まだ最後まで言ってないのにキラが拒否する。


「いや、別に天界に還そうというわけではなく、その……本契約を結ばないか?」


「それも嫌です!」




「…………えーと、なんでだ?」


(というかそこまで全力で拒否されると、さすがに傷つくのだが)


 本契約は仮契約のような一時的なつきあいではない。それこそどちらかが死ぬまで、一生もののつながりができる。


 だが一生とは言っても、そもそも聖獣や神族にとって、人の一生など微々たるものだ。

 彼らの寿命は何千年ともいわれており、その長い生の中で退屈しのぎに人間と契約を交わすものも多い。


 契約を交わすと、聖獣や神族は主に従うことになるが、代わりに主から魔力をもらうことができるようになる。


(300年ずっと待っていてくれたキラに自分が返せるものといったら、これくらいしか思いつかなかったのだが)


「だってご主人様はすぐ無理するじゃないですか! 僕はご主人様をないがしろにするような命令なんて絶対聞きたくありません!」



 確かに本契約では、聖獣や神族は主と主従契約を結び、基本的にはその命令に絶対的に支配される。

 つまり主のどんな命令にも逆らうことはできなくなるのだ。


「それに契約を結んだら、ずっとそばにいることはできませんし……」



 これも一理ある。契約を結んだ相手は、主の魔力をもらって地界に顕現するから、魔力が尽きれば強制的に天界に送還されることになる。

 以前はともかく、今の自分では長い間キラを留めておくことはできないだろう。


「だが……それではお前がつらくないか?」


 聖獣や神族は本来天界の豊富なマナを吸収して生きる生物なのだ。

 彼らが召喚に応じるのは、一時のこととはいえ人間から魔力をもらう方がはるかに効率がいいから、という理由もある。

 つまりなにが言いたいのかというと、普段の地界のマナは彼らにとって物足りないのだ。
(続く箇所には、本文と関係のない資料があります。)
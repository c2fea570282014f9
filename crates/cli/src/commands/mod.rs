//! Operator commands for the wheel automation.

pub mod analyze;
pub mod check;
pub mod init;
pub mod reset;
pub mod start;
pub mod status;

pub use analyze::{run_analyze, AnalyzeArgs};
pub use check::{run_check, run_check_all, CheckArgs};
pub use init::{run_init, InitArgs};
pub use reset::{run_reset, ResetArgs};
pub use start::run_start;
pub use status::{run_status, run_trades, TradesArgs};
神族クラスにもなるとなおさらだろう。


 ちなみに魔力とマナは基本的に同じものを指すが、生物に宿る場合は魔力、自然界にある場合はマナ、と呼び分けられることもある。


「大丈夫です! 300年間、あの洞窟で純度の高い闇のマナを吸収してきましたから、魔力の問題はありません。それに本来のご主人様の魔力はとてつもなく大きくて、いつも身体からはみだしているんですよ。それを吸収すれば特に契約をする必要はないんです。ご主人様の魔力が完全に回復するまでだったら、今まで溜めてきた分で大丈夫だし……何より回復するまでそばでご主人様を守る人がいないと駄目でしょう?」


 そこまで言われてしまっては、こちらも無理に契約を持ちかける気にはなれない。


(まあ、そばにいてくれるんだったらいいか)


「わかったよ。お前がそれでいいなら、もう私からは何も言わない。さあ、明日も早いしそろそろ寝るか」



 別に無理に契約で結び付ける必要などないのだ。

 したくなったらあっちの方から言ってくるだろうし、今はこの状態でお互い満足しているということだろう。


 なによりキラがそうしたいというのなら、そのとおりにしてやろうと誓ったのだ。

 それが……自分を孤独という闇から救ってくれたキラへの、せめてもの恩返しだと思っている。



 そうしてどこかホッとしているキラの横に寝転がる。


 明日からのことを少し考えようと思ったのだが、移動で疲れていたこともあったのだろう……その日はすぐに眠りにつくことができた。



――そして、悪夢をみることもなかった。